当前位置:网站首页>Aike AI frontier promotion (2.13)
Aike AI frontier promotion (2.13)
2022-07-06 06:13:00 【Zhiyuan community】
LG - machine learning CV - Computer vision CL - Computing and language AS - Audio and voice RO - robot
Turn from love to a lovely life
1、[LG] Diversify and Disambiguate: Learning From Underspecified Data
Y Lee, H Yao, C Finn
[Stanford University]
Diversified and ambiguous learning of some specified data . Many data sets are ambiguous , It means that there are several equally feasible solutions for data . For the method of learning a single hypothesis , Ambiguous data sets can be problematic , Because different functions that achieve low training loss can focus on different prediction characteristics , Therefore, for the distribution outside (OOD) The predictions of the data are quite different . In this paper, DivDis, A simple two-stage framework , Use the unlabeled data of the test distribution to learn a diverse set of assumptions for a task , With minimal extra supervision , In the form of additional tags or visual checks of functions , Choose one of the discovered hypotheses to disambiguate . Experiments show that ,DivDis Robust features can be used to find hypotheses in some specified image classification and natural language processing problems , Has higher performance , The cost is unmarked target data and a few corresponding tags .
Many datasets are underspecified, which means there are several equally viable solutions for the data. Underspecified datasets can be problematic for methods that learn a single hypothesis because different functions that achieve low training loss can focus on different predictive features and thus have widely varying predictions on out-of-distribution data. We propose DivDis, a simple two-stage framework that first learns a diverse collection of hypotheses for a task by leveraging unlabeled data from the test distribution. We then disambiguate by selecting one of the discovered hypotheses using minimal additional supervision, in the form of additional labels or inspection of function visualization. We demonstrate the ability of DivDis to find hypotheses that use robust features in image classification and natural language processing problems with underspecification.
2、[LG] MuZero with Self-competition for Rate Control in VP9 Video Compression
A Mandhane, A Zhernov, M Rauh...
[DeepMind & Google]
be based on MuZero Self competitive VP9 Video compression rate control . With entertainment 、 Education and business are increasingly dependent on online video , The use of video streaming has increased significantly . Optimizing video compression may improve users' access and content quality , And reduce energy use and overall costs . This paper introduces MuZero Application of algorithm in video compression challenge , The goal is to learn the rate control strategy , To choose libvpx Quantization parameters in the coding process (QP), This is a popular video on demand (VOD) Open source services are widely used VP9 Video compression library . Regard it as a sequential decision problem , Under the accidental constraint brought by the target bit rate , Maximize video quality . A new reward mechanism based on self competition is proposed , In order to solve the constrained reinforcement learning with variable constraint satisfaction difficulty , It is a challenge to the existing constrained reinforcement learning methods . Experiments show that , And libvpx The dual channel VBR Compared with the rate control strategy , At the same delivery video quality level ( With PSNR BD- Rate measurement ) Next , be based on MuZero The average size of compressed video is reduced by rate control of 6.28%, At the same time, it has better constraint satisfaction behavior .
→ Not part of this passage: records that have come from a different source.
// ContextConfig — knobs of a PrimitiveContext
//
// Both switches default to the safe, fast setting. Hosts that want to flip
// them without recompiling can read them from the environment:
//
//   PRIMCACHE_DISABLE_CACHE=1        plan every call from scratch
//   PRIMCACHE_SKIP_BINDING_CHECKS=1  skip the per-call descriptor checks
//
// Accepted truthy values are `1` and `true` (any case).

pub const ENV_DISABLE_CACHE: &str = "PRIMCACHE_DISABLE_CACHE";
pub const ENV_SKIP_BINDING_CHECKS: &str = "PRIMCACHE_SKIP_BINDING_CHECKS";

/// Configuration of a [`PrimitiveContext`](crate::PrimitiveContext).
#[derive(Debug, Clone, Copy, PartialEq, Eq)]
pub struct ContextConfig {
    /// When false, `get_cached` builds a fresh entry on every call and
    /// inserts nothing (default: true).
    pub cache_enabled: bool,
    /// Check that every bound tensor matches its planned descriptor before
    /// the first primitive of a call is submitted (default: true).
    pub validate_bindings: bool,
}

impl Default for ContextConfig {
    fn default() -> Self {
        Self {
            cache_enabled: true,
            validate_bindings: true,
        }
    }
}

impl ContextConfig {
    /// Enable or disable the primitive caches.
    pub fn with_cache(mut self, enabled: bool) -> Self {
        self.cache_enabled = enabled;
        self
    }

    /// Enable or disable up-front binding checks.
    pub fn with_binding_checks(mut self, enabled: bool) -> Self {
        self.validate_bindings = enabled;
        self
    }

    /// Defaults, overridden by the process environment.
    pub fn from_env() -> Self {
        Self::from_lookup(|key| std::env::var(key).ok())
    }

    /// Defaults, overridden by whatever `lookup` returns for the
    /// environment keys.
    pub fn from_lookup(lookup: impl Fn(&str) -> Option<String>) -> Self {
        let flag = |key: &str| lookup(key).is_some_and(|v| is_truthy(&v));
        Self::default()
            .with_cache(!flag(ENV_DISABLE_CACHE))
            .with_binding_checks(!flag(ENV_SKIP_BINDING_CHECKS))
    }
}

fn is_truthy(value: &str) -> bool {
    let v = value.trim();
    v == "1" || v.eq_ignore_ascii_case("true")
}

#[cfg(test)]
mod tests {
    use super::*;
    use std::collections::HashMap;

    fn lookup(vars: &[(&str, &str)]) -> impl Fn(&str) -> Option<String> {
        let map: HashMap<String, String> = vars
            .iter()
            .map(|(k, v)| (k.to_string(), v.to_string()))
            .collect();
        move |key| map.get(key).cloned()
    }

    #[test]
    fn test_defaults() {
        let c = ContextConfig::default();
        assert!(c.cache_enabled);
        assert!(c.validate_bindings);
        assert_eq!(ContextConfig::from_lookup(lookup(&[])), c);
    }

    #[test]
    fn test_builder() {
        let c = ContextConfig::default()
            .with_cache(false)
            .with_binding_checks(false);
        assert!(!c.cache_enabled);
        assert!(!c.validate_bindings);
    }

    #[test]
    fn test_env_flags() {
        let c = ContextConfig::from_lookup(lookup(&[(ENV_DISABLE_CACHE, "TRUE")]));
        assert!(!c.cache_enabled);
        assert!(c.validate_bindings);

        let c = ContextConfig::from_lookup(lookup(&[(ENV_SKIP_BINDING_CHECKS, "1")]));
        assert!(c.cache_enabled);
        assert!(!c.validate_bindings);

        let c = ContextConfig::from_lookup(lookup(&[(ENV_DISABLE_CACHE, "0")]));
        assert!(c.cache_enabled);
    }
}
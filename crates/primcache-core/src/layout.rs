use crate::error::{Error, Result};
use crate::shape::Shape;

// Layout — shape plus the stride pattern that maps it onto a flat buffer
//
// The layout is the "memory format" half of a tensor descriptor. Two tensors
// with the same shape but different strides (e.g. a transposed view) need
// different plans, so strides take part in every cache signature.
//
// The starting offset inside the buffer is deliberately NOT part of the
// layout: it belongs to the binding of one call (see `binding.rs`), so a
// plan built for one view can run against another view with the same
// strides at a different position in the same buffer.

/// Shape + strides (in elements).
#[derive(Debug, Clone, PartialEq, Eq, Hash)]
pub struct Layout {
    shape: Shape,
    strides: Vec<usize>,
}

impl Layout {
    /// Row-major layout for `shape`.
    pub fn contiguous(shape: Shape) -> Self {
        let strides = shape.stride_contiguous();
        Layout { shape, strides }
    }

    /// Layout with explicit strides. The stride count must match the rank.
    pub fn new(shape: Shape, strides: Vec<usize>) -> Result<Self> {
        if strides.len() != shape.rank() {
            return Err(Error::RankMismatch {
                expected: shape.rank(),
                got: strides.len(),
            });
        }
        Ok(Layout { shape, strides })
    }

    pub fn shape(&self) -> &Shape {
        &self.shape
    }

    pub fn strides(&self) -> &[usize] {
        &self.strides
    }

    pub fn rank(&self) -> usize {
        self.shape.rank()
    }

    pub fn dims(&self) -> &[usize] {
        self.shape.dims()
    }

    pub fn elem_count(&self) -> usize {
        self.shape.elem_count()
    }

    pub fn is_contiguous(&self) -> bool {
        self.strides == self.shape.stride_contiguous()
    }

    /// Number of buffer elements a view with this layout touches, counted
    /// from its first element: `1 + sum((dim - 1) * stride)`.
    pub fn span(&self) -> usize {
        if self.elem_count() == 0 {
            return 0;
        }
        1 + self
            .dims()
            .iter()
            .zip(self.strides.iter())
            .map(|(&d, &s)| (d - 1) * s)
            .sum::<usize>()
    }

    /// Swap two dimensions (and their strides). No data moves.
    pub fn transpose(&self, dim0: usize, dim1: usize) -> Result<Layout> {
        let rank = self.rank();
        if dim0 >= rank || dim1 >= rank {
            return Err(Error::DimOutOfRange {
                dim: dim0.max(dim1),
                rank,
            });
        }
        let mut dims = self.dims().to_vec();
        let mut strides = self.strides.clone();
        dims.swap(dim0, dim1);
        strides.swap(dim0, dim1);
        Ok(Layout {
            shape: Shape::new(dims),
            strides,
        })
    }

    /// View the same memory with a size-1 dimension inserted before `axis`.
    ///
    /// The new dimension gets the stride it would have in a contiguous
    /// tensor of the grown shape, so contiguous inputs stay contiguous.
    pub fn with_unit_dim(&self, axis: usize) -> Result<Layout> {
        let shape = self.shape.with_unit_dim(axis)?;
        let stride = if axis < self.rank() {
            self.strides[axis] * self.dims()[axis]
        } else {
            1
        };
        let mut strides = self.strides.clone();
        strides.insert(axis, stride);
        Ok(Layout { shape, strides })
    }

    /// Flat position of a multi-dimensional index, relative to `offset`.
    pub fn flat_index(&self, offset: usize, index: &[usize]) -> usize {
        offset
            + index
                .iter()
                .zip(self.strides.iter())
                .map(|(&i, &s)| i * s)
                .sum::<usize>()
    }

    /// Flat positions of every element, in logical (row-major) order.
    pub fn strided_indices(&self, offset: usize) -> StridedIter {
        StridedIter::new(self, offset)
    }
}

// StridedIter — walks a layout in logical order, yielding buffer positions
//
// Kernels gather an axis' worth of values through this iterator and scatter
// results back the same way, which is what lets them accept transposed or
// otherwise non-contiguous views without a copy.

/// Iterator over the buffer positions of a layout.
pub struct StridedIter {
    current: Vec<usize>,
    dims: Vec<usize>,
    strides: Vec<usize>,
    position: usize,
    remaining: usize,
    started: bool,
}

impl StridedIter {
    fn new(layout: &Layout, offset: usize) -> Self {
        StridedIter {
            current: vec![0; layout.rank()],
            dims: layout.dims().to_vec(),
            strides: layout.strides().to_vec(),
            position: offset,
            remaining: layout.elem_count(),
            started: false,
        }
    }

    // Odometer step on the rightmost dimension, keeping `position` in sync.
    fn advance(&mut self) {
        for i in (0..self.dims.len()).rev() {
            self.current[i] += 1;
            self.position += self.strides[i];
            if self.current[i] < self.dims[i] {
                return;
            }
            self.position -= self.current[i] * self.strides[i];
            self.current[i] = 0;
        }
    }
}

impl Iterator for StridedIter {
    type Item = usize;

    fn next(&mut self) -> Option<usize> {
        if self.remaining == 0 {
            return None;
        }
        if self.started {
            self.advance();
        }
        self.started = true;
        self.remaining -= 1;
        Some(self.position)
    }

    fn size_hint(&self) -> (usize, Option<usize>) {
        (self.remaining, Some(self.remaining))
    }
}

impl ExactSizeIterator for StridedIter {}

#[cfg(test)]
mod tests {
    use super::*;

    #[test]
    fn test_contiguous_indices() {
        let layout = Layout::contiguous(Shape::from((2, 3)));
        assert!(layout.is_contiguous());
        let idx: Vec<usize> = layout.strided_indices(0).collect();
        assert_eq!(idx, vec![0, 1, 2, 3, 4, 5]);
    }

    #[test]
    fn test_transposed_indices_with_offset() {
        let layout = Layout::contiguous(Shape::from((2, 3)))
            .transpose(0, 1)
            .unwrap();
        assert!(!layout.is_contiguous());
        assert_eq!(layout.dims(), &[3, 2]);
        let idx: Vec<usize> = layout.strided_indices(10).collect();
        assert_eq!(idx, vec![10, 13, 11, 14, 12, 15]);
    }

    #[test]
    fn test_span() {
        assert_eq!(Layout::contiguous(Shape::from((2, 3))).span(), 6);
        let t = Layout::contiguous(Shape::from((2, 3))).transpose(0, 1).unwrap();
        assert_eq!(t.span(), 6);
        let padded = Layout::new(Shape::from((2, 3)), vec![8, 1]).unwrap();
        assert_eq!(padded.span(), 11);
        assert_eq!(Layout::contiguous(Shape::from((0, 3))).span(), 0);
    }

    #[test]
    fn test_with_unit_dim_keeps_contiguity() {
        let layout = Layout::contiguous(Shape::from((2, 3)));
        for axis in 0..=2 {
            let grown = layout.with_unit_dim(axis).unwrap();
            assert!(grown.is_contiguous(), "axis {axis}: {:?}", grown);
            assert_eq!(grown.elem_count(), 6);
        }
    }

    #[test]
    fn test_new_rejects_stride_rank_mismatch() {
        assert!(Layout::new(Shape::from((2, 3)), vec![1]).is_err());
    }

    #[test]
    fn test_flat_index() {
        let layout = Layout::contiguous(Shape::from((2, 3, 4)));
        assert_eq!(layout.flat_index(0, &[1, 2, 3]), 23);
        assert_eq!(layout.flat_index(5, &[0, 0, 0]), 5);
    }
}
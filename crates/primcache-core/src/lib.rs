//! # primcache-core
//!
//! Descriptor types, plans, bindings and the backend trait shared by the
//! primitive cache and its backends.
//!
//! - [`TensorDesc`] — dtype + [`Layout`] (shape and strides) of a tensor
//! - [`OpDesc`] / [`Plan`] — primitive requests and the backend's resolved answer
//! - [`TensorRef`] / [`TensorMut`] / [`ExecArgs`] — per-call buffer bindings
//! - [`Backend`] trait — plan, instantiate, allocate, execute
//! - [`Error`] / [`ErrorKind`] — configuration, planning and execution failures

pub mod backend;
pub mod binding;
pub mod desc;
pub mod dtype;
pub mod error;
pub mod layout;
pub mod plan;
pub mod shape;

pub use backend::{Backend, BackendStorage, BackendStream};
pub use binding::{ExecArgs, TensorMut, TensorRef};
pub use desc::TensorDesc;
pub use dtype::{DType, WithDType};
pub use error::{Error, ErrorKind, Result};
pub use layout::Layout;
pub use plan::{ArgKind, EltwiseAlg, OpDesc, Plan, PrimitiveKind, PropKind};
pub use shape::{normalize_axis, Shape};
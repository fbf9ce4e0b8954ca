use std::borrow::Cow;

use crate::backend::BackendStorage;
use crate::desc::TensorDesc;
use crate::error::{Error, Result};
use crate::plan::{ArgKind, Plan};

// Bindings — live buffers attached to a plan for a single call
//
// A binding pairs a backend buffer with the descriptor it is read or written
// through and the element offset where the view starts. Bindings are the
// only per-call state in the execution path: plans and primitives are
// reused, bindings are built, consumed and dropped on every invocation.
//
// The descriptor is a `Cow` because stacking binds each input through a
// synthesized descriptor (the input's own layout grown by a unit dim).

/// Read-only view of a buffer for one call.
#[derive(Debug)]
pub struct TensorRef<'a, S> {
    pub storage: &'a S,
    pub desc: Cow<'a, TensorDesc>,
    pub offset: usize,
}

/// Writable view of a buffer for one call.
#[derive(Debug)]
pub struct TensorMut<'a, S> {
    pub storage: &'a mut S,
    pub desc: Cow<'a, TensorDesc>,
    pub offset: usize,
}

// Manual impls: derive would require `S: Clone`.
impl<S> Clone for TensorRef<'_, S> {
    fn clone(&self) -> Self {
        TensorRef {
            storage: self.storage,
            desc: self.desc.clone(),
            offset: self.offset,
        }
    }
}

impl<'a, S> TensorRef<'a, S> {
    pub fn new(storage: &'a S, desc: &'a TensorDesc) -> Self {
        TensorRef {
            storage,
            desc: Cow::Borrowed(desc),
            offset: 0,
        }
    }

    pub fn with_offset(mut self, offset: usize) -> Self {
        self.offset = offset;
        self
    }

    /// Rebind the same buffer under another descriptor.
    pub fn with_desc(&self, desc: TensorDesc) -> TensorRef<'a, S> {
        TensorRef {
            storage: self.storage,
            desc: Cow::Owned(desc),
            offset: self.offset,
        }
    }
}

impl<'a, S> TensorMut<'a, S> {
    pub fn new(storage: &'a mut S, desc: &'a TensorDesc) -> Self {
        TensorMut {
            storage,
            desc: Cow::Borrowed(desc),
            offset: 0,
        }
    }

    pub fn with_offset(mut self, offset: usize) -> Self {
        self.offset = offset;
        self
    }

    /// Reborrow for a shorter call without giving the binding away.
    pub fn reborrow(&mut self) -> TensorMut<'_, S> {
        TensorMut {
            storage: &mut *self.storage,
            desc: Cow::Borrowed(&*self.desc),
            offset: self.offset,
        }
    }
}

/// All bindings of one primitive execution: any number of inputs and the
/// single written argument.
#[derive(Debug)]
pub struct ExecArgs<'a, S> {
    pub srcs: Vec<(ArgKind, TensorRef<'a, S>)>,
    pub dst: (ArgKind, TensorMut<'a, S>),
}

impl<'a, S> ExecArgs<'a, S> {
    pub fn new(dst_kind: ArgKind, dst: TensorMut<'a, S>) -> Self {
        ExecArgs {
            srcs: Vec::new(),
            dst: (dst_kind, dst),
        }
    }

    pub fn with_src(mut self, kind: ArgKind, src: TensorRef<'a, S>) -> Self {
        self.srcs.push((kind, src));
        self
    }

    /// Input bound to `kind`.
    pub fn src(&self, kind: ArgKind) -> Result<&TensorRef<'a, S>> {
        self.srcs
            .iter()
            .find(|(k, _)| *k == kind)
            .map(|(_, t)| t)
            .ok_or_else(|| Error::binding(kind, "argument not bound"))
    }
}

impl<S: BackendStorage> TensorRef<'_, S> {
    /// Check this binding against the descriptor planned for slot `kind`.
    pub fn check(&self, kind: ArgKind, planned: &TensorDesc) -> Result<()> {
        check_binding(kind, planned, &self.desc, self.offset, self.storage)
    }
}

impl<S: BackendStorage> TensorMut<'_, S> {
    /// Check this binding against the descriptor planned for slot `kind`.
    pub fn check(&self, kind: ArgKind, planned: &TensorDesc) -> Result<()> {
        check_binding(kind, planned, &self.desc, self.offset, &*self.storage)
    }
}

impl<S: BackendStorage> ExecArgs<'_, S> {
    /// Check every bound tensor against the plan's slots.
    ///
    /// A bound tensor must have the planned shape and dtype, and its view
    /// must fit inside its buffer. Strides are free to differ from the plan
    /// for outputs (they are not part of any signature), and backends read
    /// through the bound layout.
    pub fn validate(&self, plan: &Plan) -> Result<()> {
        for (kind, desc) in plan.input_args() {
            self.src(kind)?.check(kind, desc)?;
        }
        let (kind, dst) = &self.dst;
        if *kind != plan.output_arg() {
            return Err(Error::binding(
                kind,
                format!("{} writes {}", plan.kind(), plan.output_arg()),
            ));
        }
        dst.check(*kind, plan.output_desc())
    }
}

fn check_binding<S: BackendStorage>(
    kind: ArgKind,
    planned: &TensorDesc,
    bound: &TensorDesc,
    offset: usize,
    storage: &S,
) -> Result<()> {
    if !planned.same_logical(bound) {
        return Err(Error::binding(
            kind,
            format!("planned for {planned}, bound to {bound}"),
        ));
    }
    if storage.dtype() != bound.dtype() {
        return Err(Error::binding(
            kind,
            format!(
                "buffer holds {} but descriptor says {}",
                storage.dtype(),
                bound.dtype()
            ),
        ));
    }
    let span = bound.layout().span();
    let needed = offset.checked_add(span).ok_or_else(|| {
        Error::binding(kind, format!("offset {offset} + span {span} overflows"))
    })?;
    if needed > storage.len() {
        return Err(Error::binding(
            kind,
            format!("view needs {needed} elements, buffer has {}", storage.len()),
        ));
    }
    Ok(())
}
Video streaming usage has seen a significant rise as entertainment, education, and business increasingly rely on online video. Optimizing video compression has the potential to increase access and quality of content to users, and reduce energy use and costs overall. In this paper, we present an application of the MuZero algorithm to the challenge of video compression. Specifically, we target the problem of learning a rate control policy to select the quantization parameters (QP) in the encoding process of libvpx, an open source VP9 video compression library widely used by popular video-on-demand (VOD) services. We treat this as a sequential decision making problem to maximize the video quality with an episodic constraint imposed by the target bitrate. Notably, we introduce a novel self-competition based reward mechanism to solve constrained RL with variable constraint satisfaction difficulty, which is challenging for existing constrained RL methods. We demonstrate that the MuZero-based rate control achieves an average 6.28% reduction in size of the compressed videos for the same delivered video quality level (measured as PSNR BD-rate) compared to libvpx’s two-pass VBR rate control policy, while having better constraint satisfaction behavior.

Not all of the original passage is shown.